[Start of section]

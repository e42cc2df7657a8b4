//! Slide deck assembly.
//!
//! No maintained pptx crate exists, so the deck is written directly as a
//! minimal OOXML presentation package: a fixed set of XML parts (content
//! types, relationships, one slide master/layout/theme) plus one slide
//! part per section. Everything except the slide text is a constant, so
//! output bytes are deterministic for identical input.

use std::io::{Cursor, Write};

use draftsmith_common::{AppError, AppResult};
use draftsmith_db::entities::{project, section};
use zip::{ZipWriter, write::SimpleFileOptions};

use super::ordered_sections;

const XMLNS_A: &str = "http://schemas.openxmlformats.org/drawingml/2006/main";
const XMLNS_R: &str = "http://schemas.openxmlformats.org/officeDocument/2006/relationships";
const XMLNS_P: &str = "http://schemas.openxmlformats.org/presentationml/2006/main";

const REL_TYPE_OFFICE_DOCUMENT: &str =
    "http://schemas.openxmlformats.org/officeDocument/2006/relationships/officeDocument";
const REL_TYPE_SLIDE_MASTER: &str =
    "http://schemas.openxmlformats.org/officeDocument/2006/relationships/slideMaster";
const REL_TYPE_SLIDE_LAYOUT: &str =
    "http://schemas.openxmlformats.org/officeDocument/2006/relationships/slideLayout";
const REL_TYPE_SLIDE: &str =
    "http://schemas.openxmlformats.org/officeDocument/2006/relationships/slide";
const REL_TYPE_THEME: &str =
    "http://schemas.openxmlformats.org/officeDocument/2006/relationships/theme";

/// Build a slide deck for a project.
///
/// One title slide (project title + topic subtitle), then one content
/// slide per section in ascending order of the order field.
pub fn build_pptx(project: &project::Model, sections: &[section::Model]) -> AppResult<Vec<u8>> {
    let ordered = ordered_sections(sections);

    // Slide 1 is the title slide; sections follow.
    let mut slides = Vec::with_capacity(ordered.len() + 1);
    slides.push(slide_xml(&project.title, &project.topic, 4400));
    for section in &ordered {
        slides.push(slide_xml(
            &section.title,
            section.content.as_deref().unwrap_or(""),
            3200,
        ));
    }

    let mut writer = ZipWriter::new(Cursor::new(Vec::new()));
    let options = SimpleFileOptions::default();

    let mut add = |name: &str, content: String| -> AppResult<()> {
        writer
            .start_file(name, options)
            .map_err(|e| AppError::Internal(format!("Failed to assemble pptx: {e}")))?;
        writer
            .write_all(content.as_bytes())
            .map_err(|e| AppError::Internal(format!("Failed to assemble pptx: {e}")))?;
        Ok(())
    };

    add("[Content_Types].xml", content_types_xml(slides.len()))?;
    add("_rels/.rels", package_rels_xml())?;
    add("ppt/presentation.xml", presentation_xml(slides.len()))?;
    add(
        "ppt/_rels/presentation.xml.rels",
        presentation_rels_xml(slides.len()),
    )?;
    add("ppt/slideMasters/slideMaster1.xml", slide_master_xml())?;
    add(
        "ppt/slideMasters/_rels/slideMaster1.xml.rels",
        slide_master_rels_xml(),
    )?;
    add("ppt/slideLayouts/slideLayout1.xml", slide_layout_xml())?;
    add(
        "ppt/slideLayouts/_rels/slideLayout1.xml.rels",
        slide_layout_rels_xml(),
    )?;
    add("ppt/theme/theme1.xml", theme_xml())?;

    for (index, slide) in slides.iter().enumerate() {
        let number = index + 1;
        add(&format!("ppt/slides/slide{number}.xml"), slide.clone())?;
        add(
            &format!("ppt/slides/_rels/slide{number}.xml.rels"),
            slide_rels_xml(),
        )?;
    }

    let cursor = writer
        .finish()
        .map_err(|e| AppError::Internal(format!("Failed to assemble pptx: {e}")))?;

    Ok(cursor.into_inner())
}

/// Escape text for embedding in XML character data or attribute values.
fn xml_escape(text: &str) -> String {
    let mut escaped = String::with_capacity(text.len());
    for c in text.chars() {
        match c {
            '&' => escaped.push_str("&amp;"),
            '<' => escaped.push_str("&lt;"),
            '>' => escaped.push_str("&gt;"),
            '"' => escaped.push_str("&quot;"),
            '\'' => escaped.push_str("&apos;"),
            _ => escaped.push(c),
        }
    }
    escaped
}

fn content_types_xml(slide_count: usize) -> String {
    let mut overrides = String::new();
    for number in 1..=slide_count {
        overrides.push_str(&format!(
            "<Override PartName=\"/ppt/slides/slide{number}.xml\" \
             ContentType=\"application/vnd.openxmlformats-officedocument.presentationml.slide+xml\"/>"
        ));
    }

    format!(
        "<?xml version=\"1.0\" encoding=\"UTF-8\" standalone=\"yes\"?>\
         <Types xmlns=\"http://schemas.openxmlformats.org/package/2006/content-types\">\
         <Default Extension=\"rels\" ContentType=\"application/vnd.openxmlformats-package.relationships+xml\"/>\
         <Default Extension=\"xml\" ContentType=\"application/xml\"/>\
         <Override PartName=\"/ppt/presentation.xml\" ContentType=\"application/vnd.openxmlformats-officedocument.presentationml.presentation.main+xml\"/>\
         <Override PartName=\"/ppt/slideMasters/slideMaster1.xml\" ContentType=\"application/vnd.openxmlformats-officedocument.presentationml.slideMaster+xml\"/>\
         <Override PartName=\"/ppt/slideLayouts/slideLayout1.xml\" ContentType=\"application/vnd.openxmlformats-officedocument.presentationml.slideLayout+xml\"/>\
         <Override PartName=\"/ppt/theme/theme1.xml\" ContentType=\"application/vnd.openxmlformats-officedocument.theme+xml\"/>\
         {overrides}\
         </Types>"
    )
}

fn package_rels_xml() -> String {
    format!(
        "<?xml version=\"1.0\" encoding=\"UTF-8\" standalone=\"yes\"?>\
         <Relationships xmlns=\"http://schemas.openxmlformats.org/package/2006/relationships\">\
         <Relationship Id=\"rId1\" Type=\"{REL_TYPE_OFFICE_DOCUMENT}\" Target=\"ppt/presentation.xml\"/>\
         </Relationships>"
    )
}

fn presentation_xml(slide_count: usize) -> String {
    let mut slide_ids = String::new();
    for number in 1..=slide_count {
        // Slide IDs start at 256 per the OOXML minimum; relationship rId1
        // is the master, so slides begin at rId2.
        let id = 255 + number;
        let rid = number + 1;
        slide_ids.push_str(&format!("<p:sldId id=\"{id}\" r:id=\"rId{rid}\"/>"));
    }

    format!(
        "<?xml version=\"1.0\" encoding=\"UTF-8\" standalone=\"yes\"?>\
         <p:presentation xmlns:a=\"{XMLNS_A}\" xmlns:r=\"{XMLNS_R}\" xmlns:p=\"{XMLNS_P}\">\
         <p:sldMasterIdLst><p:sldMasterId id=\"2147483648\" r:id=\"rId1\"/></p:sldMasterIdLst>\
         <p:sldIdLst>{slide_ids}</p:sldIdLst>\
         <p:sldSz cx=\"9144000\" cy=\"6858000\"/>\
         <p:notesSz cx=\"6858000\" cy=\"9144000\"/>\
         </p:presentation>"
    )
}

fn presentation_rels_xml(slide_count: usize) -> String {
    let mut relationships = format!(
        "<Relationship Id=\"rId1\" Type=\"{REL_TYPE_SLIDE_MASTER}\" Target=\"slideMasters/slideMaster1.xml\"/>"
    );
    for number in 1..=slide_count {
        let rid = number + 1;
        relationships.push_str(&format!(
            "<Relationship Id=\"rId{rid}\" Type=\"{REL_TYPE_SLIDE}\" Target=\"slides/slide{number}.xml\"/>"
        ));
    }

    format!(
        "<?xml version=\"1.0\" encoding=\"UTF-8\" standalone=\"yes\"?>\
         <Relationships xmlns=\"http://schemas.openxmlformats.org/package/2006/relationships\">\
         {relationships}\
         </Relationships>"
    )
}

fn slide_master_xml() -> String {
    format!(
        "<?xml version=\"1.0\" encoding=\"UTF-8\" standalone=\"yes\"?>\
         <p:sldMaster xmlns:a=\"{XMLNS_A}\" xmlns:r=\"{XMLNS_R}\" xmlns:p=\"{XMLNS_P}\">\
         <p:cSld><p:spTree>\
         <p:nvGrpSpPr><p:cNvPr id=\"1\" name=\"\"/><p:cNvGrpSpPr/><p:nvPr/></p:nvGrpSpPr>\
         <p:grpSpPr/>\
         </p:spTree></p:cSld>\
         <p:clrMap bg1=\"lt1\" tx1=\"dk1\" bg2=\"lt2\" tx2=\"dk2\" accent1=\"accent1\" \
          accent2=\"accent2\" accent3=\"accent3\" accent4=\"accent4\" accent5=\"accent5\" \
          accent6=\"accent6\" hlink=\"hlink\" folHlink=\"folHlink\"/>\
         <p:sldLayoutIdLst><p:sldLayoutId id=\"2147483649\" r:id=\"rId1\"/></p:sldLayoutIdLst>\
         </p:sldMaster>"
    )
}

fn slide_master_rels_xml() -> String {
    format!(
        "<?xml version=\"1.0\" encoding=\"UTF-8\" standalone=\"yes\"?>\
         <Relationships xmlns=\"http://schemas.openxmlformats.org/package/2006/relationships\">\
         <Relationship Id=\"rId1\" Type=\"{REL_TYPE_SLIDE_LAYOUT}\" Target=\"../slideLayouts/slideLayout1.xml\"/>\
         <Relationship Id=\"rId2\" Type=\"{REL_TYPE_THEME}\" Target=\"../theme/theme1.xml\"/>\
         </Relationships>"
    )
}

fn slide_layout_xml() -> String {
    format!(
        "<?xml version=\"1.0\" encoding=\"UTF-8\" standalone=\"yes\"?>\
         <p:sldLayout xmlns:a=\"{XMLNS_A}\" xmlns:r=\"{XMLNS_R}\" xmlns:p=\"{XMLNS_P}\">\
         <p:cSld><p:spTree>\
         <p:nvGrpSpPr><p:cNvPr id=\"1\" name=\"\"/><p:cNvGrpSpPr/><p:nvPr/></p:nvGrpSpPr>\
         <p:grpSpPr/>\
         </p:spTree></p:cSld>\
         <p:clrMapOvr><a:masterClrMapping/></p:clrMapOvr>\
         </p:sldLayout>"
    )
}

fn slide_layout_rels_xml() -> String {
    format!(
        "<?xml version=\"1.0\" encoding=\"UTF-8\" standalone=\"yes\"?>\
         <Relationships xmlns=\"http://schemas.openxmlformats.org/package/2006/relationships\">\
         <Relationship Id=\"rId1\" Type=\"{REL_TYPE_SLIDE_MASTER}\" Target=\"../slideMasters/slideMaster1.xml\"/>\
         </Relationships>"
    )
}

fn slide_rels_xml() -> String {
    format!(
        "<?xml version=\"1.0\" encoding=\"UTF-8\" standalone=\"yes\"?>\
         <Relationships xmlns=\"http://schemas.openxmlformats.org/package/2006/relationships\">\
         <Relationship Id=\"rId1\" Type=\"{REL_TYPE_SLIDE_LAYOUT}\" Target=\"../slideLayouts/slideLayout1.xml\"/>\
         </Relationships>"
    )
}

/// One slide: a bold heading shape on top and a body shape below it.
///
/// Body text is split on newlines into separate paragraphs; an empty body
/// still emits one empty paragraph, which the format requires.
fn slide_xml(heading: &str, body: &str, heading_size: u32) -> String {
    // Splitting an empty body still yields one empty line, so every text
    // body gets at least one paragraph element.
    let mut body_paragraphs = String::new();
    for line in body.split('\n') {
        if line.is_empty() {
            body_paragraphs.push_str("<a:p/>");
        } else {
            body_paragraphs.push_str(&format!(
                "<a:p><a:r><a:rPr lang=\"en-US\" sz=\"1800\"/><a:t>{}</a:t></a:r></a:p>",
                xml_escape(line)
            ));
        }
    }

    format!(
        "<?xml version=\"1.0\" encoding=\"UTF-8\" standalone=\"yes\"?>\
         <p:sld xmlns:a=\"{XMLNS_A}\" xmlns:r=\"{XMLNS_R}\" xmlns:p=\"{XMLNS_P}\">\
         <p:cSld><p:spTree>\
         <p:nvGrpSpPr><p:cNvPr id=\"1\" name=\"\"/><p:cNvGrpSpPr/><p:nvPr/></p:nvGrpSpPr>\
         <p:grpSpPr/>\
         <p:sp>\
         <p:nvSpPr><p:cNvPr id=\"2\" name=\"Title\"/><p:cNvSpPr><a:spLocks noGrp=\"1\"/></p:cNvSpPr><p:nvPr/></p:nvSpPr>\
         <p:spPr><a:xfrm><a:off x=\"457200\" y=\"274638\"/><a:ext cx=\"8229600\" cy=\"1143000\"/></a:xfrm>\
         <a:prstGeom prst=\"rect\"><a:avLst/></a:prstGeom></p:spPr>\
         <p:txBody><a:bodyPr/><a:lstStyle/>\
         <a:p><a:r><a:rPr lang=\"en-US\" sz=\"{heading_size}\" b=\"1\"/><a:t>{heading}</a:t></a:r></a:p>\
         </p:txBody>\
         </p:sp>\
         <p:sp>\
         <p:nvSpPr><p:cNvPr id=\"3\" name=\"Body\"/><p:cNvSpPr><a:spLocks noGrp=\"1\"/></p:cNvSpPr><p:nvPr/></p:nvSpPr>\
         <p:spPr><a:xfrm><a:off x=\"457200\" y=\"1600200\"/><a:ext cx=\"8229600\" cy=\"4525963\"/></a:xfrm>\
         <a:prstGeom prst=\"rect\"><a:avLst/></a:prstGeom></p:spPr>\
         <p:txBody><a:bodyPr/><a:lstStyle/>{body_paragraphs}</p:txBody>\
         </p:sp>\
         </p:spTree></p:cSld>\
         <p:clrMapOvr><a:masterClrMapping/></p:clrMapOvr>\
         </p:sld>",
        heading = xml_escape(heading),
    )
}

fn theme_xml() -> String {
    format!(
        "<?xml version=\"1.0\" encoding=\"UTF-8\" standalone=\"yes\"?>\
         <a:theme xmlns:a=\"{XMLNS_A}\" name=\"Office Theme\">\
         <a:themeElements>\
         <a:clrScheme name=\"Office\">\
         <a:dk1><a:sysClr val=\"windowText\" lastClr=\"000000\"/></a:dk1>\
         <a:lt1><a:sysClr val=\"window\" lastClr=\"FFFFFF\"/></a:lt1>\
         <a:dk2><a:srgbClr val=\"44546A\"/></a:dk2>\
         <a:lt2><a:srgbClr val=\"E7E6E6\"/></a:lt2>\
         <a:accent1><a:srgbClr val=\"4472C4\"/></a:accent1>\
         <a:accent2><a:srgbClr val=\"ED7D31\"/></a:accent2>\
         <a:accent3><a:srgbClr val=\"A5A5A5\"/></a:accent3>\
         <a:accent4><a:srgbClr val=\"FFC000\"/></a:accent4>\
         <a:accent5><a:srgbClr val=\"5B9BD5\"/></a:accent5>\
         <a:accent6><a:srgbClr val=\"70AD47\"/></a:accent6>\
         <a:hlink><a:srgbClr val=\"0563C1\"/></a:hlink>\
         <a:folHlink><a:srgbClr val=\"954F72\"/></a:folHlink>\
         </a:clrScheme>\
         <a:fontScheme name=\"Office\">\
         <a:majorFont><a:latin typeface=\"Calibri Light\"/><a:ea typeface=\"\"/><a:cs typeface=\"\"/></a:majorFont>\
         <a:minorFont><a:latin typeface=\"Calibri\"/><a:ea typeface=\"\"/><a:cs typeface=\"\"/></a:minorFont>\
         </a:fontScheme>\
         <a:fmtScheme name=\"Office\">\
         <a:fillStyleLst>\
         <a:solidFill><a:schemeClr val=\"phClr\"/></a:solidFill>\
         <a:solidFill><a:schemeClr val=\"phClr\"/></a:solidFill>\
         <a:solidFill><a:schemeClr val=\"phClr\"/></a:solidFill>\
         </a:fillStyleLst>\
         <a:lnStyleLst>\
         <a:ln><a:solidFill><a:schemeClr val=\"phClr\"/></a:solidFill></a:ln>\
         <a:ln><a:solidFill><a:schemeClr val=\"phClr\"/></a:solidFill></a:ln>\
         <a:ln><a:solidFill><a:schemeClr val=\"phClr\"/></a:solidFill></a:ln>\
         </a:lnStyleLst>\
         <a:effectStyleLst>\
         <a:effectStyle><a:effectLst/></a:effectStyle>\
         <a:effectStyle><a:effectLst/></a:effectStyle>\
         <a:effectStyle><a:effectLst/></a:effectStyle>\
         </a:effectStyleLst>\
         <a:bgFillStyleLst>\
         <a:solidFill><a:schemeClr val=\"phClr\"/></a:solidFill>\
         <a:solidFill><a:schemeClr val=\"phClr\"/></a:solidFill>\
         <a:solidFill><a:schemeClr val=\"phClr\"/></a:solidFill>\
         </a:bgFillStyleLst>\
         </a:fmtScheme>\
         </a:themeElements>\
         </a:theme>"
    )
}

[End of section]

**WHAT THIS TASK INVOLVES**.
Transcribe the entries above word for word, from the first line through the line containing "const REL_TYPE_SLIDE_MASTER: &str", and nothing else.

**RESPONSE**.
repository e42cc2df7657a8b4
//! Slide deck assembly.
//!
//! No maintained pptx crate exists, so the deck is written directly as a
//! minimal OOXML presentation package: a fixed set of XML parts (content
//! types, relationships, one slide master/layout/theme) plus one slide
//! part per section. Everything except the slide text is a constant, so
//! output bytes are deterministic for identical input.

use std::io::{Cursor, Write};

use draftsmith_common::{AppError, AppResult};
use draftsmith_db::entities::{project, section};
use zip::{ZipWriter, write::SimpleFileOptions};

use super::ordered_sections;

const XMLNS_A: &str = "http://schemas.openxmlformats.org/drawingml/2006/main";
const XMLNS_R: &str = "http://schemas.openxmlformats.org/officeDocument/2006/relationships";
const XMLNS_P: &str = "http://schemas.openxmlformats.org/presentationml/2006/main";

const REL_TYPE_OFFICE_DOCUMENT: &str =
    "http://schemas.openxmlformats.org/officeDocument/2006/relationships/officeDocument";
const REL_TYPE_SLIDE_MASTER: &str =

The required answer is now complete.